Cable Trails On Remote DVR

Forget to set your digital video recorder for that critical playoff game or American Idol episode?

Cable's biggest pay TV competitors — DirecTV, Verizon FiOS TV and AT&T U-verse — tout the ability to remotely manage digital video recorder settings using a Web browser or mobile device. And TiVo has offered the feature for several years to customers with Internet-connected DVRs.

Today, no major U.S. cable operators currently offer remote DVR scheduling widely, but MSOs are working behind the scenes to introduce it.

In the latest development, Verizon Communications last week said it is giving all FiOS TV DVR customers the ability to manage recordings via the Web, and now will let Home Media subscribers access their DVRs from non-Verizon Wireless handsets. The telco introduced the remote-management feature in January, but initially it was available only to Home Media DVR subs.

“We've had a tremendous, positive customer response to the freedom, flexibility and control that our remote DVR-management service provides,” said Verizon vice president of FiOS products Shawn Strickland.

The wireless application for Home Media DVR subscribers is available at http://m.verizon.com/tv. Customers who are already using the wireless application with Verizon Wireless LG EnV2, LG Chocolate 2 or LG Voyager handsets can still access the remote DVR programming feature as they did before.

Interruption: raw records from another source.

//! The computed result tables: ranked statistics, distributions per
//! group value, aligned snapshot bands, and objective-space ranges.

use std::borrow::Cow;

use kstring::KString;

use crate::{
    aggregate::{DistributionCell, GroupingDimension},
    bounds::DisplayRange,
    metric::MetricDescriptor,
    rank::RankedCell,
    snapshot::AlignedCurve,
    tables::table_view::{
        format_float, ColumnFormatting, Highlight, TableHeader, TableView, TableViewRow,
    },
};

fn group_value_columns(dimension: GroupingDimension) -> TableHeader {
    dimension
        .attribute()
        .map(|title| (Cow::Borrowed(title), ColumnFormatting::Number))
        .into_iter()
        .collect()
}

/// Context: the grouping dimension (adds its value column if not
/// `None`).
impl TableViewRow<GroupingDimension> for RankedCell {
    fn table_view_header(dimension: GroupingDimension) -> TableHeader {
        let mut header = group_value_columns(dimension);
        header.extend([
            ("solver".into(), ColumnFormatting::String),
            ("mean".into(), ColumnFormatting::Number),
            ("std".into(), ColumnFormatting::Number),
            ("rank".into(), ColumnFormatting::Number),
        ]);
        header
    }

    fn table_view_row<'s>(&'s self, out: &mut Vec<(Cow<'s, str>, Highlight)>) {
        let highlight = if self.rank == 1 {
            Highlight::Best
        } else {
            Highlight::Neutral
        };
        let RankedCell { cell, rank } = self;
        for value in &cell.key.group_values {
            out.push((value.to_string().into(), highlight));
        }
        out.push((cell.key.solver.as_str().into(), highlight));
        out.push((format_float(cell.mean), highlight));
        out.push((format_float(cell.stddev), highlight));
        out.push((rank.to_string().into(), highlight));
    }
}

/// Solvers ranked by mean per group value, for one metric.
#[derive(Debug, Clone)]
pub struct RankedTable {
    pub metric: MetricDescriptor,
    pub dimension: GroupingDimension,
    pub rows: Vec<RankedCell>,
}

impl RankedTable {
    pub fn name_for(metric_code: &str, dimension: GroupingDimension) -> String {
        match dimension.file_tag() {
            None => format!("{metric_code}_stats"),
            Some(tag) => format!("{metric_code}_by_{tag}_stats"),
        }
    }
}

impl TableView for RankedTable {
    fn table_name(&self) -> Cow<'_, str> {
        Self::name_for(&self.metric.code, self.dimension).into()
    }

    fn table_view_header(&self) -> TableHeader {
        RankedCell::table_view_header(self.dimension)
    }

    fn table_view_body<'s>(
        &'s self,
    ) -> Box<dyn Iterator<Item = Vec<(Cow<'s, str>, Highlight)>> + 's> {
        Box::new(self.rows.iter().map(|row| {
            let mut out = Vec::new();
            row.table_view_row(&mut out);
            out
        }))
    }
}

impl TableViewRow<GroupingDimension> for DistributionCell {
    fn table_view_header(dimension: GroupingDimension) -> TableHeader {
        let mut header = group_value_columns(dimension);
        header.extend([
            ("solver".into(), ColumnFormatting::String),
            ("mean".into(), ColumnFormatting::Number),
            ("q0".into(), ColumnFormatting::Number),
            ("q1".into(), ColumnFormatting::Number),
            ("q2".into(), ColumnFormatting::Number),
            ("min".into(), ColumnFormatting::Number),
            ("max".into(), ColumnFormatting::Number),
            ("count".into(), ColumnFormatting::Number),
        ]);
        header
    }

    fn table_view_row<'s>(&'s self, out: &mut Vec<(Cow<'s, str>, Highlight)>) {
        let DistributionCell {
            key,
            mean,
            quartiles,
            min,
            max,
            sample_count,
        } = self;
        let n = Highlight::Neutral;
        for value in &key.group_values {
            out.push((value.to_string().into(), n));
        }
        out.push((key.solver.as_str().into(), n));
        for x in [*mean, quartiles.q0, quartiles.q1, quartiles.q2, *min, *max] {
            out.push((format_float(x), n));
        }
        out.push((sample_count.to_string().into(), n));
    }
}

/// Mean, quartiles and extremes per group value and solver, for one
/// metric.
#[derive(Debug, Clone)]
pub struct DistributionTable {
    pub metric: MetricDescriptor,
    pub dimension: GroupingDimension,
    pub rows: Vec<DistributionCell>,
}

impl DistributionTable {
    pub fn name_for(metric_code: &str, dimension: GroupingDimension) -> String {
        match dimension.file_tag() {
            None => format!("{metric_code}_distribution"),
            Some(tag) => format!("{metric_code}_{tag}_distribution"),
        }
    }
}

impl TableView for DistributionTable {
    fn table_name(&self) -> Cow<'_, str> {
        Self::name_for(&self.metric.code, self.dimension).into()
    }

    fn table_view_header(&self) -> TableHeader {
        DistributionCell::table_view_header(self.dimension)
    }

    fn table_view_body<'s>(
        &'s self,
    ) -> Box<dyn Iterator<Item = Vec<(Cow<'s, str>, Highlight)>> + 's> {
        Box::new(self.rows.iter().map(|row| {
            let mut out = Vec::new();
            row.table_view_row(&mut out);
            out
        }))
    }
}

/// The aligned snapshot bands of all solvers, for one metric.
#[derive(Debug, Clone)]
pub struct BandsTable {
    pub metric: MetricDescriptor,
    pub curves: Vec<AlignedCurve>,
}

impl BandsTable {
    pub fn name_for(metric_code: &str) -> String {
        format!("{metric_code}_snapshot_bands")
    }
}

impl TableView for BandsTable {
    fn table_name(&self) -> Cow<'_, str> {
        Self::name_for(&self.metric.code).into()
    }

    fn table_view_header(&self) -> TableHeader {
        let mut header: TableHeader = vec![("solver".into(), ColumnFormatting::String)];
        for title in [
            "snapshot index",
            "mean time",
            "mean value",
            "q0",
            "q1",
            "q2",
        ] {
            header.push((title.into(), ColumnFormatting::Number));
        }
        header
    }

    fn table_view_body<'s>(
        &'s self,
    ) -> Box<dyn Iterator<Item = Vec<(Cow<'s, str>, Highlight)>> + 's> {
        let n = Highlight::Neutral;
        Box::new(self.curves.iter().flat_map(move |curve| {
            curve.bands.iter().map(move |band| {
                vec![
                    (curve.solver.as_str().into(), n),
                    (band.index.to_string().into(), n),
                    (format_float(band.mean_time), n),
                    (format_float(band.mean_value), n),
                    (format_float(band.quartiles.q0), n),
                    (format_float(band.quartiles.q1), n),
                    (format_float(band.quartiles.q2), n),
                ]
            })
        }))
    }
}

/// Display ranges per objective over the fronts of all solvers for one
/// instance and front version.
#[derive(Debug, Clone)]
pub struct ObjectiveBoundsTable {
    pub instance: KString,
    pub version: KString,
    pub num_points: usize,
    /// Indexed by objective
    pub ranges: Vec<DisplayRange>,
}

impl ObjectiveBoundsTable {
    pub fn name_for(instance: &str, version: &str) -> String {
        format!("{instance}_{version}_objective_bounds")
    }
}

impl TableView for ObjectiveBoundsTable {
    fn table_name(&self) -> Cow<'_, str> {
        Self::name_for(&self.instance, &self.version).into()
    }

    fn table_view_header(&self) -> TableHeader {
        vec![
            ("objective".into(), ColumnFormatting::String),
            ("low".into(), ColumnFormatting::Number),
            ("high".into(), ColumnFormatting::Number),
        ]
    }

    fn table_view_body<'s>(
        &'s self,
    ) -> Box<dyn Iterator<Item = Vec<(Cow<'s, str>, Highlight)>> + 's> {
        let n = Highlight::Neutral;
        Box::new(self.ranges.iter().enumerate().map(move |(i, range)| {
            vec![
                (format!("f{}", i + 1).into(), n),
                (format_float(range.low), n),
                (format_float(range.high), n),
            ]
        }))
    }
}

Meanwhile, a recent DirecTV ad campaign hammered home the message that the satellite TV operator provides remote scheduling of its DVRs — and cable doesn't.

In the spot showing the faux Cable Corp. Inc. boardroom, the executive played by John Michael Higgins (Kim & Kath) proposes to create some “brand heat” countering DirecTV's remote-DVR feature with a new marketing slogan: “Get Youthenized!” Whereupon another exec spouts, “We're gonna 'youthenize' America!”

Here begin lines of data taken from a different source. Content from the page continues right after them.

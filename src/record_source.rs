//! Where the raw measurements come from: one text file per metric and
//! run (instance, solver, seed), either with the final metric values
//! or with the metric's trajectory over time.

use std::{
    collections::BTreeMap,
    fmt::Display,
    path::{Path, PathBuf},
    str::FromStr,
};

use anyhow::{anyhow, bail, Context, Result};
use kstring::KString;
use rayon::iter::{IntoParallelRefIterator, ParallelIterator};

use crate::{
    debug,
    experiment::ExperimentConfig,
    info,
    metric::MetricDescriptor,
    sample::{parse_finite, MalformedRecordError, MetricRecord},
    snapshot::{RawSnapshotPoint, SnapshotRecord, SnapshotStore},
    store::{IngestReport, MetricStore},
};

/// One run of a solver, as named in input file names.
#[derive(Debug, Clone, PartialEq, Eq, PartialOrd, Ord, Hash)]
pub struct RunKey {
    pub instance: KString,
    /// The solver's code, not label
    pub solver: KString,
    pub seed: u64,
}

impl Display for RunKey {
    fn fmt(&self, f: &mut std::fmt::Formatter<'_>) -> std::fmt::Result {
        let Self {
            instance,
            solver,
            seed,
        } = self;
        write!(f, "{instance}_{solver}_{seed}")
    }
}

#[derive(Debug, Clone, Copy, PartialEq, Eq)]
pub enum FileKind {
    /// One final metric value per line
    Scalar,
    /// `index, time, value` per line
    Snapshots,
}

impl FileKind {
    /// `<metric_code>/<run>.txt` or `<metric_code>_snapshots/<run>.txt`
    pub fn relative_path(self, metric_code: &str, run: &RunKey) -> PathBuf {
        let dir = match self {
            FileKind::Scalar => metric_code.to_string(),
            FileKind::Snapshots => format!("{metric_code}_snapshots"),
        };
        PathBuf::from(dir).join(format!("{run}.txt"))
    }
}

/// Access to the input files by relative path.
pub trait RecordSource: Sync {
    /// `Ok(None)` if there is no file at `relative_path`, which is not
    /// an error: there are simply no samples for that key.
    fn read(&self, relative_path: &Path) -> Result<Option<String>>;

    /// For messages.
    fn describe(&self, relative_path: &Path) -> String;
}

/// Input files below a base directory.
#[derive(Debug, Clone)]
pub struct DirectorySource {
    pub base_dir: PathBuf,
}

impl DirectorySource {
    pub fn new(base_dir: impl Into<PathBuf>) -> Self {
        Self {
            base_dir: base_dir.into(),
        }
    }
}

impl RecordSource for DirectorySource {
    fn read(&self, relative_path: &Path) -> Result<Option<String>> {
        let path = self.base_dir.join(relative_path);
        match std::fs::read_to_string(&path) {
            Ok(s) => Ok(Some(s)),
            Err(e) => match e.kind() {
                std::io::ErrorKind::NotFound => Ok(None),
                _ => Err(e).with_context(|| anyhow!("reading file {path:?}")),
            },
        }
    }

    fn describe(&self, relative_path: &Path) -> String {
        self.base_dir.join(relative_path).to_string_lossy().into_owned()
    }
}

/// Input files held in memory.
#[derive(Debug, Clone, Default)]
pub struct MemorySource {
    pub files: BTreeMap<PathBuf, String>,
}

impl MemorySource {
    pub fn insert(&mut self, kind: FileKind, metric_code: &str, run: &RunKey, contents: &str) {
        self.files
            .insert(kind.relative_path(metric_code, run), contents.into());
    }
}

impl RecordSource for MemorySource {
    fn read(&self, relative_path: &Path) -> Result<Option<String>> {
        Ok(self.files.get(relative_path).cloned())
    }

    fn describe(&self, relative_path: &Path) -> String {
        format!("<memory>/{}", relative_path.to_string_lossy())
    }
}

/// The value of each non-blank line (the first comma-separated field),
/// with the 1-based line number.
pub fn parse_scalar_lines(text: &str) -> Vec<(usize, Result<f64, MalformedRecordError>)> {
    text.lines()
        .enumerate()
        .filter(|(_, line)| !line.trim().is_empty())
        .map(|(i, line)| {
            let field = line.split(',').next().unwrap_or(line);
            (i + 1, parse_finite("metric value", field).map(|v| v.raw()))
        })
        .collect()
}

/// Parse `index, time, value` lines (comma or whitespace delimited,
/// blank lines ignored). Index order is checked when the points are
/// ingested.
pub fn parse_snapshot_lines(text: &str) -> Result<Vec<RawSnapshotPoint>, MalformedRecordError> {
    text.lines()
        .enumerate()
        .filter(|(_, line)| !line.trim().is_empty())
        .map(|(i, line)| {
            let fields: Vec<&str> = line
                .split(|c: char| c == ',' || c.is_whitespace())
                .filter(|s| !s.is_empty())
                .collect();
            let [index, time, value] = fields[..] else {
                return Err(MalformedRecordError::Row(format!(
                    "line {}: expected 3 fields, got {}",
                    i + 1,
                    fields.len()
                )));
            };
            let index = u64::from_str(index).map_err(|e| MalformedRecordError::Unparseable {
                field: "snapshot index",
                text: index.into(),
                reason: e.to_string(),
            })?;
            let parse = |field: &'static str, text: &str| {
                f64::from_str(text).map_err(|e| MalformedRecordError::Unparseable {
                    field,
                    text: text.into(),
                    reason: e.to_string(),
                })
            };
            Ok(RawSnapshotPoint {
                index: Some(index),
                time: parse("snapshot time", time)?,
                value: parse("metric value", value)?,
            })
        })
        .collect()
}

/// The solution sets kept per (instance, solver): the best and the
/// median run.
pub const FRONT_VERSIONS: [&str; 2] = ["best", "median"];

/// `pareto/<instance>_<solver_code>_<version>.txt`
pub fn front_path(instance: &str, solver_code: &str, version: &str) -> PathBuf {
    PathBuf::from("pareto").join(format!("{instance}_{solver_code}_{version}.txt"))
}

/// Parse objective vectors, one per line, space separated, with an
/// optional header line (a first line that does not parse as
/// numbers).
pub fn parse_objective_points(text: &str, origin: &str) -> Result<Vec<Vec<f64>>> {
    let mut points = Vec::new();
    for (i, line) in text.lines().enumerate() {
        if line.trim().is_empty() {
            continue;
        }
        let point: Result<Vec<f64>, _> = line.split_whitespace().map(f64::from_str).collect();
        match point {
            Ok(point) => {
                if let Some(x) = point.iter().find(|x| !x.is_finite()) {
                    bail!("{origin} line {}: non-finite value {x}", i + 1)
                }
                points.push(point)
            }
            Err(_) if i == 0 => debug!("{origin}: skipping header line {line:?}"),
            Err(e) => bail!("{origin} line {}: {e}", i + 1),
        }
    }
    Ok(points)
}

/// The objective vectors in the file at `relative_path`, `None` if
/// there is no such file.
pub fn read_objective_points(
    source: &dyn RecordSource,
    relative_path: &Path,
) -> Result<Option<Vec<Vec<f64>>>> {
    let Some(text) = source.read(relative_path)? else {
        return Ok(None);
    };
    parse_objective_points(&text, &source.describe(relative_path)).map(Some)
}

/// The points of the `version` fronts of all solvers of `config` for
/// `instance`; `None` if no solver has such a front.
pub fn collect_front_points(
    source: &dyn RecordSource,
    config: &ExperimentConfig,
    instance: &str,
    version: &str,
) -> Result<Option<Vec<Vec<f64>>>> {
    let mut all: Option<Vec<Vec<f64>>> = None;
    for solver in &config.solvers {
        let path = front_path(instance, &solver.code, version);
        match read_objective_points(source, &path)? {
            Some(points) => all.get_or_insert_with(Vec::new).extend(points),
            None => debug!("no front {}", source.describe(&path)),
        }
    }
    Ok(all)
}

/// The contents of all stores collected from a source.
#[derive(Debug, Default)]
pub struct Collected {
    pub metrics: MetricStore,
    pub metrics_report: IngestReport,
    pub snapshots: SnapshotStore,
    pub snapshots_report: IngestReport,
}

/// A file's origin and contents, `None` if there is no file.
type FileContents = Result<Option<(String, String)>, (String, MalformedRecordError)>;

struct RunFiles {
    scalar: FileContents,
    snapshots: FileContents,
}

/// The contents of a readable file; a read error is reported as a
/// rejection of the whole file.
fn readable(contents: FileContents, report: &mut IngestReport) -> Option<(String, String)> {
    match contents {
        Ok(contents) => contents,
        Err((origin, error)) => {
            report.add(origin, Err::<(), _>(error));
            None
        }
    }
}

/// Read the scalar and snapshot files of every (instance, solver,
/// seed, metric) of `config` from `source`; files are read in
/// parallel, but ingested in key order. Missing files are skipped,
/// malformed records and unreadable files are reported.
pub fn collect_samples(source: &dyn RecordSource, config: &ExperimentConfig) -> Result<Collected> {
    let mut keys: Vec<(RunKey, &MetricDescriptor, &KString)> = Vec::new();
    for instance in config.instances.keys() {
        for solver in &config.solvers {
            for seed in &config.seeds {
                for metric in &config.metrics {
                    let run = RunKey {
                        instance: instance.clone(),
                        solver: solver.code.clone(),
                        seed: *seed,
                    };
                    keys.push((run, metric, &solver.label));
                }
            }
        }
    }

    let read = |kind: FileKind, metric: &MetricDescriptor, run: &RunKey| -> FileContents {
        let path = kind.relative_path(&metric.code, run);
        let origin = source.describe(&path);
        match source.read(&path) {
            Ok(Some(contents)) => Ok(Some((origin, contents))),
            Ok(None) => {
                debug!("no file {origin}");
                Ok(None)
            }
            Err(e) => Err((origin, MalformedRecordError::Unreadable(format!("{e:#}")))),
        }
    };
    let files: Vec<RunFiles> = keys
        .par_iter()
        .map(|(run, metric, _)| RunFiles {
            scalar: read(FileKind::Scalar, *metric, run),
            snapshots: read(FileKind::Snapshots, *metric, run),
        })
        .collect();

    let mut collected = Collected::default();
    for ((run, metric, solver_label), files) in keys.iter().zip(files) {
        let attributes = config
            .instance_attributes(&run.instance)
            .expect("instance is taken from the config");
        let RunFiles { scalar, snapshots } = files;
        if let Some((origin, text)) = readable(scalar, &mut collected.metrics_report) {
            let records = parse_scalar_lines(&text).into_iter().map(|(line, value)| {
                let record = value.map(|value| MetricRecord {
                    problem: Some(config.problem.clone()),
                    instance: Some(run.instance.clone()),
                    solver: Some((*solver_label).clone()),
                    seed: Some(run.seed),
                    metric_name: Some(metric.label.clone()),
                    value: Some(value),
                    attributes: attributes.clone(),
                });
                (format!("{origin}:{line}"), record)
            });
            let report = collected.metrics.ingest_all(records);
            collected.metrics_report.merge(report);
        }
        if let Some((origin, text)) = readable(snapshots, &mut collected.snapshots_report) {
            let record = parse_snapshot_lines(&text).map(|points| SnapshotRecord {
                problem: Some(config.problem.clone()),
                instance: Some(run.instance.clone()),
                solver: Some((*solver_label).clone()),
                seed: Some(run.seed),
                metric_name: Some(metric.label.clone()),
                attributes: attributes.clone(),
                points,
            });
            let report = collected.snapshots.ingest_all([(origin, record)]);
            collected.snapshots_report.merge(report);
        }
    }
    info!(
        "collected {} samples and {} snapshot series ({} and {} records rejected)",
        collected.metrics.len(),
        collected.snapshots.series().len(),
        collected.metrics_report.rejected.len(),
        collected.snapshots_report.rejected.len()
    );
    Ok(collected)
}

Cable operators aren't as clueless as DirecTV implies, but they're not there yet.

Comcast at the 2008 Consumer Electronics Show talked about providing DVR scheduling through its Fancast entertainment portal — and about offering the capability to other MSOs. The company expects to offer this feature later in the year.

Time Warner Cable is also working on deploying the capability, while Cablevision Systems confirmed that the feature is “in our plans” but declined to provide additional details.

Cox Communications, for its part, will begin rolling out remote DVR scheduling in 2009, spokeswoman Erin Lambremont said. The feature is included in its next-generation Tru2way guide, developed by NDS, which is scheduled for a late-summer launch.

While Charter Communications in early 2008 deployed remote-scheduling for subscribers with Digeo's Moxi DVRs, it does not yet offer the feature to customers using Motorola or Cisco DVRs. (The operator won't say how many subscribers use the Moxis.)

Bringing out such a simple-sounding feature is isn't a trivial task, according to Macrovision executive vice president of product management and marketing Corey Ferengul. Macrovision, which acquired Gemstar-TV Guide International, provides several interactive program guides to the cable market, including the Passport guide.

“There are lots of moving parts,” he said. “It's a much more complicated feature than anyone believes. We're trying to figure out the right approach.”

The feature, Ferengul pointed out, isn't brand-new. Gemstar-TV Guide introduced it, for example, two years ago.

“We were using TVGuide.com to set up remote DVR, but didn't have a lot of cable takers,” he said. “Now you have a big ad campaign, and people's priorities change.”

Macrovision has not announced any plans to incorporate DVR remote-scheduling into any of its IPGs, but Ferengul said the company is looking into it.

“There are different ways to do it. That's part of the assessment,” he said. “It requires back-office integration to authenticate subscribers — it's an investment in time and effort.”